En ese momento la más larga de las agujas perdía cualquier rastro de
horizontalidad en el reloj de la iglesia. Diez metros más arriba otra aguja
apuntaba a un cielo despejado y esperaba una descarga que no llegaba. En tierra,
la tercera de las agujas, la más pequeña de todas, echaba un pulso al
cincuenta, y ganaba. La última de ellas, gruesa y larga pero ligera, hueca,
chocaba contra un cable igualmente vacío y salía despedida hacia atrás sumando
a los sonidos de la plaza (a saber: motor, ruedas sobre adoquines, gritos de
emoción desde dentro de un Patrol, respiración contenida cien metros atrás) un
tintineo irregular y débil sepultado al instante por el chirrido de unos
neumáticos convertidos en lápices.
El Patrol se detuvo a escasos metros del final de la plaza y de él salió
ella, toda furia y decepción.
-¡Casi haces que me vuele la mano! –le recriminó haciéndose oír a través
de la plaza-. ¿Y el rayo? ¡No ha funcionado! ¡Eh, te estoy hablando!
Pero él no escuchaba. Él llevaba un rato boquiabierto, las manos en la
cabeza, la mirada fija en el infinito, riendo de pura incredulidad.
Ella empezó a caminar a grandes zancadas, recogió el palo de aluminio e
imaginó cuanto de él sería visible tras introducirlo por cierta cavidad con
determinada fuerza a medida que se iba acercando a su amigo. Estaba ya blandiéndolo cuando, aún sin
mirarla, él habló:
-Mira –dijo señalando a algún punto sobre su cabeza.
Ella dirigió la mirada hacia allí y en la torre de la iglesia vio el
reloj.

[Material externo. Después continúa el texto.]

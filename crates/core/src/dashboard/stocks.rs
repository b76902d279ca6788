use crate::dashboard::samples::{self, DEFAULT_POPULAR_STOCKS, HISTORY_POINTS};
use crate::domain::stock::{normalize_symbol, PricePoint, StockQuote};
use crate::ingest::provider::MarketDataProvider;
use crate::ingest::types::{GlobalQuote, Mover};
use crate::storage::{ApiKeyKind, KeyStore};
use anyhow::{Context, Result};
use chrono::Utc;
use rand::rngs::StdRng;
use rand::SeedableRng;
use std::sync::Arc;

const POPULAR_COUNT: usize = 5;

pub struct StockService {
    keys: Arc<dyn KeyStore>,
    market: Arc<dyn MarketDataProvider>,
}

impl StockService {
    pub fn new(keys: Arc<dyn KeyStore>, market: Arc<dyn MarketDataProvider>) -> Self {
        Self { keys, market }
    }

    /// Today's top gainers, or the default list when the provider can't answer.
    pub async fn fetch_popular_stocks(&self) -> Vec<String> {
        let key = self.keys.get(ApiKeyKind::NewsProvider);
        if key.is_empty() {
            return default_popular();
        }

        match self.market.top_gainers(&key).await {
            Ok(movers) => {
                let symbols = top_symbols(movers, POPULAR_COUNT);
                if symbols.is_empty() {
                    tracing::warn!(provider = self.market.provider_name(), "top gainers list is empty");
                    default_popular()
                } else {
                    symbols
                }
            }
            Err(err) => {
                tracing::warn!(
                    provider = self.market.provider_name(),
                    error = %err,
                    "top gainers lookup failed"
                );
                default_popular()
            }
        }
    }

    /// Never fails: without a key or on any provider error a synthesized quote is returned.
    pub async fn fetch_stock_data(&self, symbol: &str) -> StockQuote {
        let symbol = normalize_symbol(symbol);
        let key = self.keys.get(ApiKeyKind::NewsProvider);
        if !key.is_empty() {
            match self.fetch_live(&key, &symbol).await {
                Ok(quote) => return quote,
                Err(err) => tracing::warn!(
                    %symbol,
                    provider = self.market.provider_name(),
                    error = %err,
                    "live quote failed; using synthesized data"
                ),
            }
        }

        let mut rng = StdRng::from_entropy();
        samples::synthesize_quote(&symbol, Utc::now().date_naive(), &mut rng)
    }

    async fn fetch_live(&self, key: &str, symbol: &str) -> Result<StockQuote> {
        let quote = self
            .market
            .global_quote(key, symbol)
            .await
            .context("global quote")?;
        let closes = self
            .market
            .daily_closes(key, symbol)
            .await
            .context("daily series")?;
        Ok(build_live_quote(symbol, quote, closes))
    }
}

/// Highest change percentage first.
pub fn top_symbols(mut movers: Vec<Mover>, count: usize) -> Vec<String> {
    movers.sort_by(|a, b| b.change_percentage.total_cmp(&a.change_percentage));
    movers.into_iter().take(count).map(|m| m.ticker).collect()
}

/// `closes` must be oldest first; only the most recent points are kept.
pub fn build_live_quote(symbol: &str, quote: GlobalQuote, mut closes: Vec<PricePoint>) -> StockQuote {
    let change = quote.price - quote.previous_close;
    let change_percent = if quote.previous_close == 0.0 {
        0.0
    } else {
        change / quote.previous_close * 100.0
    };

    if closes.len() > HISTORY_POINTS {
        closes.drain(..closes.len() - HISTORY_POINTS);
    }

    StockQuote {
        symbol: symbol.to_string(),
        company_name: samples::known_stock(symbol)
            .map(|s| s.company_name.to_string())
            .unwrap_or_else(|| symbol.to_string()),
        price: quote.price,
        change,
        change_percent,
        historical_data: closes,
    }
}

fn default_popular() -> Vec<String> {
    DEFAULT_POPULAR_STOCKS.iter().map(|s| s.to_string()).collect()
}
use chrono::{DateTime, Utc};
use serde::{Deserialize, Serialize};
use std::fmt;
use std::str::FromStr;

#[derive(Debug, Clone, PartialEq, Serialize, Deserialize)]
#[serde(rename_all = "camelCase")]
pub struct NewsItem {
    pub id: String,
    pub title: String,
    pub description: String,
    pub source: String,
    pub url: String,
    pub published_at: DateTime<Utc>,
    pub sentiment: Sentiment,
    pub category: Category,
    /// 1..=100, set only by the importance ranker.
    #[serde(default, skip_serializing_if = "Option::is_none")]
    pub importance: Option<u8>,
}

#[derive(Debug, Clone, Copy, PartialEq, Eq, Default, Serialize, Deserialize)]
#[serde(rename_all = "lowercase")]
pub enum Sentiment {
    Positive,
    Negative,
    #[default]
    Neutral,
}

impl Sentiment {
    pub const THRESHOLD: f64 = 0.2;

    pub fn from_score(score: f64) -> Self {
        if score > Self::THRESHOLD {
            Sentiment::Positive
        } else if score < -Self::THRESHOLD {
            Sentiment::Negative
        } else {
            Sentiment::Neutral
        }
    }
}

#[derive(Debug, Clone, Copy, PartialEq, Eq, Hash, Default, Serialize, Deserialize)]
pub enum Category {
    Technology,
    Energy,
    Healthcare,
    Economy,
    Retail,
    Automotive,
    #[default]
    Markets,
}

impl Category {
    pub const ALL: [Category; 7] = [
        Category::Technology,
        Category::Energy,
        Category::Healthcare,
        Category::Economy,
        Category::Retail,
        Category::Automotive,
        Category::Markets,
    ];

    pub fn as_str(self) -> &'static str {
        match self {
            Category::Technology => "Technology",
            Category::Energy => "Energy",
            Category::Healthcare => "Healthcare",
            Category::Economy => "Economy",
            Category::Retail => "Retail",
            Category::Automotive => "Automotive",
            Category::Markets => "Markets",
        }
    }
}

impl fmt::Display for Category {
    fn fmt(&self, f: &mut fmt::Formatter<'_>) -> fmt::Result {
        f.write_str(self.as_str())
    }
}

impl FromStr for Category {
    type Err = anyhow::Error;

    fn from_str(s: &str) -> Result<Self, Self::Err> {
        let s = s.trim();
        Category::ALL
            .into_iter()
            .find(|c| c.as_str().eq_ignore_ascii_case(s))
            .ok_or_else(|| anyhow::anyhow!("unknown news category: {s}"))
    }
}
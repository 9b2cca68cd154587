mod basis;
mod cuts;
mod error;
mod eval;
mod lu;
mod params;
mod problem;
mod ratio;
mod scaling;
mod solution;
mod sparse;

pub use basis::{BasisStatus, InvertStatus};
pub use cuts::{CutError, GomoryCut, remove_tiny};
pub use error::{LpError, LpResult};
pub use eval::{ConstraintOp, WarmUpStatus};
pub use params::{Params, ScaleMode, ScaleOrder};
pub use problem::{Bounds, ColKind, Direction, MAX_NAME_LEN, Problem, VarStatus};
pub use scaling::{Line, MatrixSource, eq_scal, gm_scal};
pub use solution::{
    BasicSolution, DualStatus, InteriorStatus, MipStatus, PrimalStatus, SolutionStatus,
};
pub use sparse::SparseVec;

Cuadrado, mármol blanco, dos agujas. La más larga de ellas había
comenzado ya a descender. La pequeña fija en el dos.
-Lo hemos conseguido –anunció él emocionado.
Ella miró una vez más el reloj, luego a él, y por último rebuscó en su
interior.
-¿Qué día es hoy?
-Sábado. Bueno, domingo.
-De número digo.
-¿Qué más da? ¡Hemos hecho historia! ¡Hemos viajado en el tiempo!
-Sí; tú, yo y todos y cada uno de los habitantes de este país.
-Pero ellos no han robado un Patrol a las tres menos veinte de la
madrugada. Así que con tal de devolver el coche en –consultó su muñeca de
nuevo, luego el reloj de la iglesia- algo menos de cuarenta minutos, no nos
denunciarán.
Así que se miraron, sonrieron, chocaron las manos al grito de “Fuck yeah!”, se subieron al Patrol colándose
pies por delante por las ventanillas abiertas, pulsaron play en el reproductor
de casettes haciendo sonar a todo volumen la última canción de Skrillex y
estuvieron haciendo trompos en mitad de la plaza hasta que cuatro minutos
después fueron detenidos por la policía.